Refractory migraine (RefM) represents a conundrum that headache experts have to face with. We aim to investigate whether a peculiar profile may characterize patients with RefM according to 2020 European Headache Federation criteria. Furthermore, to substantiate a dysfunctional dopaminergic pathway involvement in these patients, we explored the effectiveness of olanzapine.

Materials & Methods

Eighty-four patients (fitting previous RefM criteria of the 2014) were treated with erenumab for six months. Differences between clinical and demographic features of responder (RefM according to 2014 criteria) and not-responder (RefM according to 2020 criteria) patients to CGRP-mAbs were investigated and their predictive values assessed.
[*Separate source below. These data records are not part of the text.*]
//! Decision routing - local prompt vs. cross-client forwarding
//!
//! One router instance runs on every connected client. The instance that
//! observes a turn start either prompts its own user (it is the authority,
//! or no authority is connected and it falls back to itself) or publishes a
//! prayer request on the channel and walks away. The authoritative client's
//! instance picks the request up, re-validates it against its own view of
//! the session, and prompts locally.

use std::sync::Arc;

use crate::application::dto::ChannelMessage;
use crate::application::ports::outbound::{
    MessageBusPort, PrayerPromptRequest, PromptError, PromptPort,
};
use crate::domain::entities::{Hero, HeroRegistry, Roster, SessionUser};
use crate::domain::events::TurnStartEvent;
use crate::domain::value_objects::{Decision, UserId};

/// Where a routed decision ended up.
#[derive(Debug, Clone, Copy, PartialEq, Eq)]
pub enum Routed {
    /// The local user decided; the caller owns the rest of the flow.
    Local(Decision),
    /// The request went out on the channel; the remote authority owns the
    /// rest of the flow and this client's occurrence is finished.
    Forwarded,
}

/// Routes prayer decisions to the authoritative client.
pub struct PrayerRouter {
    local_user_id: UserId,
    local_user_name: String,
    bus: Arc<dyn MessageBusPort>,
    prompt: Arc<dyn PromptPort>,
}

impl PrayerRouter {
    pub fn new(
        local_user_id: UserId,
        local_user_name: impl Into<String>,
        bus: Arc<dyn MessageBusPort>,
        prompt: Arc<dyn PromptPort>,
    ) -> Self {
        Self {
            local_user_id,
            local_user_name: local_user_name.into(),
            bus,
            prompt,
        }
    }

    pub fn local_user_id(&self) -> UserId {
        self.local_user_id
    }

    /// Route one occurrence: prompt locally or forward to the authority.
    ///
    /// Forwarding is fire-and-forget. A publish failure is logged and
    /// dropped; at-most-once delivery means the occurrence may simply be
    /// lost, which the session survives.
    pub async fn route(
        &self,
        event: &TurnStartEvent,
        hero: &Hero,
        authority: Option<&SessionUser>,
    ) -> Result<Routed, PromptError> {
        if let Some(authority) = authority {
            if authority.id != self.local_user_id {
                let message = ChannelMessage::PromptPrayer {
                    hero_id: hero.id,
                    hero_name: hero.name.clone(),
                    requester_id: self.local_user_id,
                    requester_name: self.local_user_name.clone(),
                    occurrence: Some(event.occurrence),
                };
                if let Err(e) = self.bus.publish(message) {
                    tracing::warn!(
                        hero = %hero.name,
                        authority = %authority.name,
                        "Dropping prayer request, channel unavailable: {e}"
                    );
                }
                return Ok(Routed::Forwarded);
            }
        }

        // We are the authority, or nobody is: prompt here. A missing
        // authority must not silently drop the hero's turn gain.
        let choice = self.prompt.prompt(PrayerPromptRequest::for_hero(hero)).await?;
        Ok(Routed::Local(choice.normalize()))
    }

    /// Handle a prayer request received from the channel.
    ///
    /// Re-validates everything the requester claimed against this client's
    /// own session view before prompting: the hero must exist, still
    /// qualify, and actually be controlled by the local user. Anything
    /// stale, spoofed, or malformed is a logged no-op (fail-open) so a bad
    /// message can never stall the session.
    pub async fn accept_remote<'h>(
        &self,
        message: &ChannelMessage,
        roster: &Roster,
        heroes: &'h HeroRegistry,
    ) -> Result<Option<(&'h Hero, Decision)>, PromptError> {
        let ChannelMessage::PromptPrayer {
            hero_id,
            hero_name,
            requester_name,
            ..
        } = message;

        let Some(hero) = heroes.get(*hero_id) else {
            tracing::warn!(
                hero = %hero_name,
                requester = %requester_name,
                "Ignoring prayer request for unknown hero"
            );
            return Ok(None);
        };

        if !hero.is_conduit() || hero.turn_gain.is_none() {
            tracing::warn!(
                hero = %hero.name,
                requester = %requester_name,
                "Ignoring prayer request for non-qualifying hero"
            );
            return Ok(None);
        }

        let is_controller = roster
            .get(self.local_user_id)
            .map(|user| user.controls == Some(hero.id))
            .unwrap_or(false);
        if !is_controller {
            // Every client hears every broadcast; silence is the normal
            // case for all but the controller.
            return Ok(None);
        }

        let choice = self.prompt.prompt(PrayerPromptRequest::for_hero(hero)).await?;
        Ok(Some((hero, choice.normalize())))
    }
}
//! Strongly-typed identifiers for domain entities

use serde::{Deserialize, Serialize};
use uuid::Uuid;

macro_rules! define_id {
    ($name:ident) => {
        #[derive(Debug, Clone, Copy, PartialEq, Eq, Hash, Serialize, Deserialize)]
        pub struct $name(Uuid);

        impl $name {
            pub fn new() -> Self {
                Self(Uuid::new_v4())
            }
        }

        impl Default for $name {
            fn default() -> Self {
                Self::new()
            }
        }

        impl std::fmt::Display for $name {
            fn fmt(&self, f: &mut std::fmt::Formatter<'_>) -> std::fmt::Result {
                write!(f, "{}", self.0)
            }
        }
    };
}

define_id!(UserId);
define_id!(HeroId);
define_id!(SessionId);
define_id!(OccurrenceId);
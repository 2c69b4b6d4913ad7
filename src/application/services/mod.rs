//! Application services - Use case implementations
//!
//! Each service follows hexagonal architecture principles, taking its
//! collaborators through outbound ports so tests can substitute
//! deterministic fakes for the dice, the prompt, the channel, and the
//! chronicle.

mod authority_service;
mod effect_emitter;
mod outcome_service;
mod prayer_router;
mod turn_interceptor;

pub use authority_service::AuthorityResolver;
pub use effect_emitter::EffectEmitter;
pub use outcome_service::OutcomeResolver;
pub use prayer_router::{PrayerRouter, Routed};
pub use turn_interceptor::TurnStartInterceptor;
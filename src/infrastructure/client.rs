//! Client runtime - one connected client's view of the session
//!
//! Wires the prayer services to a client's local session view and its
//! channel subscription. Each runtime owns its own copy of the roster and
//! hero registry (clients share no memory; their views converge through
//! session messages, not through this crate).

use std::sync::Arc;

use tokio::sync::{broadcast, RwLock};
use tokio::task::JoinHandle;

use crate::application::dto::ChannelMessage;
use crate::application::ports::outbound::{
    ChroniclePort, MessageBusPort, PromptPort, RandomizerPort, TurnHandlerPort,
};
use crate::application::services::{
    EffectEmitter, OutcomeResolver, PrayerRouter, TurnStartInterceptor,
};
use crate::domain::entities::{HeroRegistry, Roster, SessionUser};
use crate::domain::events::TurnStartEvent;
use crate::domain::value_objects::{HeroId, UserId};

/// A client's local copy of the shared session state.
#[derive(Debug, Default)]
pub struct SessionState {
    pub roster: Roster,
    pub heroes: HeroRegistry,
}

/// One connected client's runtime.
pub struct ClientRuntime {
    local_user_id: UserId,
    state: Arc<RwLock<SessionState>>,
    interceptor: Option<Arc<TurnStartInterceptor>>,
}

impl ClientRuntime {
    /// Assemble the runtime, wrapping the host's turn-start handler.
    ///
    /// When the host exposes no handler to wrap, interception is disabled
    /// with a diagnostic and turn starts keep their default behavior. The
    /// session still works; this client just never runs the prayer flow.
    pub fn new(
        local_user: &SessionUser,
        state: Arc<RwLock<SessionState>>,
        bus: Arc<dyn MessageBusPort>,
        prompt: Arc<dyn PromptPort>,
        dice: Arc<dyn RandomizerPort>,
        chronicle: Arc<dyn ChroniclePort>,
        default_handler: Option<Arc<dyn TurnHandlerPort>>,
    ) -> Self {
        let interceptor = match default_handler {
            Some(handler) => {
                let router = Arc::new(PrayerRouter::new(
                    local_user.id,
                    local_user.name.clone(),
                    bus,
                    prompt,
                ));
                let outcome = Arc::new(OutcomeResolver::new(dice, chronicle.clone()));
                let emitter = Arc::new(EffectEmitter::new(chronicle));
                Some(Arc::new(TurnStartInterceptor::wrap(
                    handler, router, outcome, emitter,
                )))
            }
            None => {
                tracing::warn!(
                    user = %local_user.name,
                    "Could not wrap turn-start handler - handler not found, prayer interception disabled"
                );
                None
            }
        };

        Self {
            local_user_id: local_user.id,
            state,
            interceptor,
        }
    }

    pub fn local_user_id(&self) -> UserId {
        self.local_user_id
    }

    pub fn state(&self) -> Arc<RwLock<SessionState>> {
        Arc::clone(&self.state)
    }

    /// Feed one locally observed turn-start occurrence into the flow.
    pub async fn observe_turn_start(&self, hero_id: HeroId) {
        let Some(interceptor) = &self.interceptor else {
            return;
        };
        let event = TurnStartEvent::new(hero_id, self.local_user_id);
        let state = self.state.read().await;
        interceptor
            .on_turn_start(&event, &state.roster, &state.heroes)
            .await;
    }

    /// Spawn the channel listener for this client.
    ///
    /// Lagged receivers lose messages, which the at-most-once channel
    /// contract permits; the loss is logged and the listener keeps going.
    pub fn spawn_listener(
        self: &Arc<Self>,
        mut receiver: broadcast::Receiver<ChannelMessage>,
    ) -> JoinHandle<()> {
        let runtime = Arc::clone(self);
        tokio::spawn(async move {
            loop {
                match receiver.recv().await {
                    Ok(message) => {
                        let Some(interceptor) = &runtime.interceptor else {
                            continue;
                        };
                        let state = runtime.state.read().await;
                        interceptor
                            .on_channel_message(&message, &state.roster, &state.heroes)
                            .await;
                    }
                    Err(broadcast::error::RecvError::Lagged(dropped)) => {
                        tracing::warn!("Channel listener lagged, {dropped} messages dropped");
                    }
                    Err(broadcast::error::RecvError::Closed) => break,
                }
            }
        })
    }
}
In fifteen patients with RefM not responders to CGRP-mAbs, olanzapine was administered (5 mg/die) for 3 months and frequency and pain intensity of migraine attacks were estimated.

Results

Patients with RefM not responsive to CGRP-mAbs (29/84) when compared with RefM responsive to CGRP-mAbs showed higher baseline frequency of migraine attacks, medication overuse and pain catastrophizing scale (PCS) scores. Logistic regression analyses showed that frequency of attacks, medication overuse and PCS score represent independent negative predictors of CGRP-mAbs response. A ≥50% reduction of headache days/month was observed after olanzapine treatment in 67% of patients with RefM not responsive to CGRP-mAbs.

Conclusions

We outline that higher frequency of migraine attacks, medication overuse and pain catastrophizing characterize patients with RefM not responsive to CGRP-mAbs. In this frame, olanzapine effectiveness on frequency and pain intensity of migraine attacks supports the hypothesis that migraine refractoriness may be subtended by a prominent involvement of the dopaminergic pathway.